## TASK
Each line in the records that mentions the word "timestamps" needs to be listed.
#### GIVEN DATA ####
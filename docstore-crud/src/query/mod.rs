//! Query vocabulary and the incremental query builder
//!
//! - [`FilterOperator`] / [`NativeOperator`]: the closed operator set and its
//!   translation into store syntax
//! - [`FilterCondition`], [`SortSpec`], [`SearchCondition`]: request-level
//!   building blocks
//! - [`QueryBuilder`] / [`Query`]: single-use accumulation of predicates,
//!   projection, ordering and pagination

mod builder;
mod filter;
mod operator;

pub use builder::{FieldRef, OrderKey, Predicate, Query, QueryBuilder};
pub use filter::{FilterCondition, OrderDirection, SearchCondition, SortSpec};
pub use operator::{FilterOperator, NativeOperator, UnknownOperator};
####
#### GIVEN DATA ####
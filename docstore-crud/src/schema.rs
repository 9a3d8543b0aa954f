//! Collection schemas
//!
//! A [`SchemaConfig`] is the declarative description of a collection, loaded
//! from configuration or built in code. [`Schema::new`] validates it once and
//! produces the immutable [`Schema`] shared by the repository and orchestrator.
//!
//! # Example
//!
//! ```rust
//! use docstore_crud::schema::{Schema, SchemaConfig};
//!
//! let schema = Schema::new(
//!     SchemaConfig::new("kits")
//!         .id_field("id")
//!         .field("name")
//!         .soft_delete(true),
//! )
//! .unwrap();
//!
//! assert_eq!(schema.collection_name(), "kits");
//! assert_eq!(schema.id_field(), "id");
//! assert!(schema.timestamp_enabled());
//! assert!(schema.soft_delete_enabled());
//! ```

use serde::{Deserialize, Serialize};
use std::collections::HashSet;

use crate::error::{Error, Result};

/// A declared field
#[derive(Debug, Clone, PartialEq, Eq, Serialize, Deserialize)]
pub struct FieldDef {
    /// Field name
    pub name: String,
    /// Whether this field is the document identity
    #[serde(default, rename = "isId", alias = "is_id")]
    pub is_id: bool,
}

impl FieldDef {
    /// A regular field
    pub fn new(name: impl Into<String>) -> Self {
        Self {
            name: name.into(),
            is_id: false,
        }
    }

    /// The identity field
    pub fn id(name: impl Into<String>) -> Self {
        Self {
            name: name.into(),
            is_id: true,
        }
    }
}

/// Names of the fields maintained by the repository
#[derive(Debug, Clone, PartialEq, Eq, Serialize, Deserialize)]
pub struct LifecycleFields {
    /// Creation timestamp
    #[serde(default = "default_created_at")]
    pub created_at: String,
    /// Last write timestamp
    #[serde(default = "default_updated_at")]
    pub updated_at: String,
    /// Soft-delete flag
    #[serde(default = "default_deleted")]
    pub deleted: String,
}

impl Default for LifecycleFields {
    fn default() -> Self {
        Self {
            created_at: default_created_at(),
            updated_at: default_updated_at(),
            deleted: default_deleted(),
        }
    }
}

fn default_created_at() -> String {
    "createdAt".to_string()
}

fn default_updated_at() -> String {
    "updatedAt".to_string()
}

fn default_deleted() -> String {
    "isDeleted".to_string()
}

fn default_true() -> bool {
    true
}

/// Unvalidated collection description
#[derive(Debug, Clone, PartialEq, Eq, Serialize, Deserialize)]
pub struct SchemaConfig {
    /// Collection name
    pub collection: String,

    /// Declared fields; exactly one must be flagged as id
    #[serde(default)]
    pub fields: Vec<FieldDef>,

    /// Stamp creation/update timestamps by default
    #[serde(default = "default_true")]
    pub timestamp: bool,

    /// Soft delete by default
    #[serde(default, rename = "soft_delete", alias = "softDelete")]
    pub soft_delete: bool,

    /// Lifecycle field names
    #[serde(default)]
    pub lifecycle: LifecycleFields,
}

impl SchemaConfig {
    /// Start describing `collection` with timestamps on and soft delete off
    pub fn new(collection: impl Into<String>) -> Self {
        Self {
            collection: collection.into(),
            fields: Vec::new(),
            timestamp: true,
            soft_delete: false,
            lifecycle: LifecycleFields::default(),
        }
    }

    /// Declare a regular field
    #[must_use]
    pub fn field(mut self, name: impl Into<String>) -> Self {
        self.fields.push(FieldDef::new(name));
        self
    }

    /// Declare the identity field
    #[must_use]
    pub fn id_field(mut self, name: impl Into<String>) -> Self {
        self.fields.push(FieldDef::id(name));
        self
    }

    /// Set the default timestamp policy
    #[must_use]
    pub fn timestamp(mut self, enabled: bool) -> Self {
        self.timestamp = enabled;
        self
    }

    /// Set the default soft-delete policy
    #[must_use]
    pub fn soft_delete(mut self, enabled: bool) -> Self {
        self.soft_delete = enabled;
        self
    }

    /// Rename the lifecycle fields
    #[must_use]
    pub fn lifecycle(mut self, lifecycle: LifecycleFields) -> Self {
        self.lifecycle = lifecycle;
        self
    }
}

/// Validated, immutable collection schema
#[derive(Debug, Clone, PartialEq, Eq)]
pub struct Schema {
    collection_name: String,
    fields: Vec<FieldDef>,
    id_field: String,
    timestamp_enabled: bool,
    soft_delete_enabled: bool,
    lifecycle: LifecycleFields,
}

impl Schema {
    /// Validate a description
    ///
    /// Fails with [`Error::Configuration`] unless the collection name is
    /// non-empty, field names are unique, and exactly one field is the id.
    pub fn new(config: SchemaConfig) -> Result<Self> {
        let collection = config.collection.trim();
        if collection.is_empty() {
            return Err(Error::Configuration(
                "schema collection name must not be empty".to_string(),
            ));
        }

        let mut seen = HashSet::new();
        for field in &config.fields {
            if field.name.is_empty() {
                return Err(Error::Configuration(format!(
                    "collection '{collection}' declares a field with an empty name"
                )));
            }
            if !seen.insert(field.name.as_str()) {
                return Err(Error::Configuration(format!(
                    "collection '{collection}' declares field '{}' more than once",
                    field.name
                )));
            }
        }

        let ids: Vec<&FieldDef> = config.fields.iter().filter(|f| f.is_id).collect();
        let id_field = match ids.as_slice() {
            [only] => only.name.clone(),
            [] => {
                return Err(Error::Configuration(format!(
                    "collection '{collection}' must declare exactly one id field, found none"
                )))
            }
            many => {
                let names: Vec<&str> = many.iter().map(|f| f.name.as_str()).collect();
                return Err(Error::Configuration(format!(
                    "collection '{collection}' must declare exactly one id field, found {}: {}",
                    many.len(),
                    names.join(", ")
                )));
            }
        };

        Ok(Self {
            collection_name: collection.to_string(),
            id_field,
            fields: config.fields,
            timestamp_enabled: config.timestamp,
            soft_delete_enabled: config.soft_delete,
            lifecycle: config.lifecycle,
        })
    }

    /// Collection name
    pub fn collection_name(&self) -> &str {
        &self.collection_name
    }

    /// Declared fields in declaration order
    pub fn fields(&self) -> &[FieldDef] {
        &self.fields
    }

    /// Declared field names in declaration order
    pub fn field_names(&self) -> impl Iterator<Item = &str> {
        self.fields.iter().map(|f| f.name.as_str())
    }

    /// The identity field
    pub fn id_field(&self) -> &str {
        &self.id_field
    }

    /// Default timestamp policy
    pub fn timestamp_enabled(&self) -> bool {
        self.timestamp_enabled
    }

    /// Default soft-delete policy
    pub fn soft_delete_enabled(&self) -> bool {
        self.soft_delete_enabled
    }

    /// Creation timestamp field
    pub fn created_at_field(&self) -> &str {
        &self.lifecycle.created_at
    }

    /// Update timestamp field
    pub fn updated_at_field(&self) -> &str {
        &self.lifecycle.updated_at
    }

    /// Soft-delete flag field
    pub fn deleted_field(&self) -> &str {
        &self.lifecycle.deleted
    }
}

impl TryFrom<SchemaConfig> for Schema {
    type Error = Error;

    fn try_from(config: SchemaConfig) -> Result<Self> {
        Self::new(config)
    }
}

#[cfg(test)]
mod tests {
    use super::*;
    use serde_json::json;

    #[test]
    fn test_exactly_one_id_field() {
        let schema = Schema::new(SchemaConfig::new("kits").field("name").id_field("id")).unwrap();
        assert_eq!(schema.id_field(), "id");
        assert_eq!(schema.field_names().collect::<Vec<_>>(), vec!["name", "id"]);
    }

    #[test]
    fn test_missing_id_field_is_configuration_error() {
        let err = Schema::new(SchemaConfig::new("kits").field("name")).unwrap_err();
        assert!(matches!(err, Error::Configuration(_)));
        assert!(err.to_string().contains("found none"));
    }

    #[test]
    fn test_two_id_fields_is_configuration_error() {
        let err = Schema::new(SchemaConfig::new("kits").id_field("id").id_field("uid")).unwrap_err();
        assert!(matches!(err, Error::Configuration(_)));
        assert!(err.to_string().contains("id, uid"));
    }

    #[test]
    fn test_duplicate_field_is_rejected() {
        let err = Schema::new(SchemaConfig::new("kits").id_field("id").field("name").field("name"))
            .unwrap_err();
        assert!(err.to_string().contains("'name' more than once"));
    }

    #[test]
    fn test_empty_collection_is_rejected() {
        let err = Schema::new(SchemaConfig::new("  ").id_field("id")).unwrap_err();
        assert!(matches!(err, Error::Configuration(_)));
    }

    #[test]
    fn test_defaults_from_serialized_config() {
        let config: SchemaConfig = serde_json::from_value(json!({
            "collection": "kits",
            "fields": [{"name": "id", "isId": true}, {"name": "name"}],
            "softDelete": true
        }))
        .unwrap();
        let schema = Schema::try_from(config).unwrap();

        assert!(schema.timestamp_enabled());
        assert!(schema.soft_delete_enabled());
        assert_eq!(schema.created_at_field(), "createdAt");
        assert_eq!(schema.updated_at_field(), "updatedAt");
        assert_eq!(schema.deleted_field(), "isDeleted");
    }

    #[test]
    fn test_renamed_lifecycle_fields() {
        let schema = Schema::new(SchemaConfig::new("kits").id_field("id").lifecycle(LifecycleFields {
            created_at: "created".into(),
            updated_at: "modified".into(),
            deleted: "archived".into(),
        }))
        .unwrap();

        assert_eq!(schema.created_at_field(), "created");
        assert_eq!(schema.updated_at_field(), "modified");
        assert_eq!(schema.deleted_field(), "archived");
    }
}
####
## PROBLEM SOLUTION
    /// Stamp creation/update timestamps by default
    /// Start describing `collection` with timestamps on and soft delete off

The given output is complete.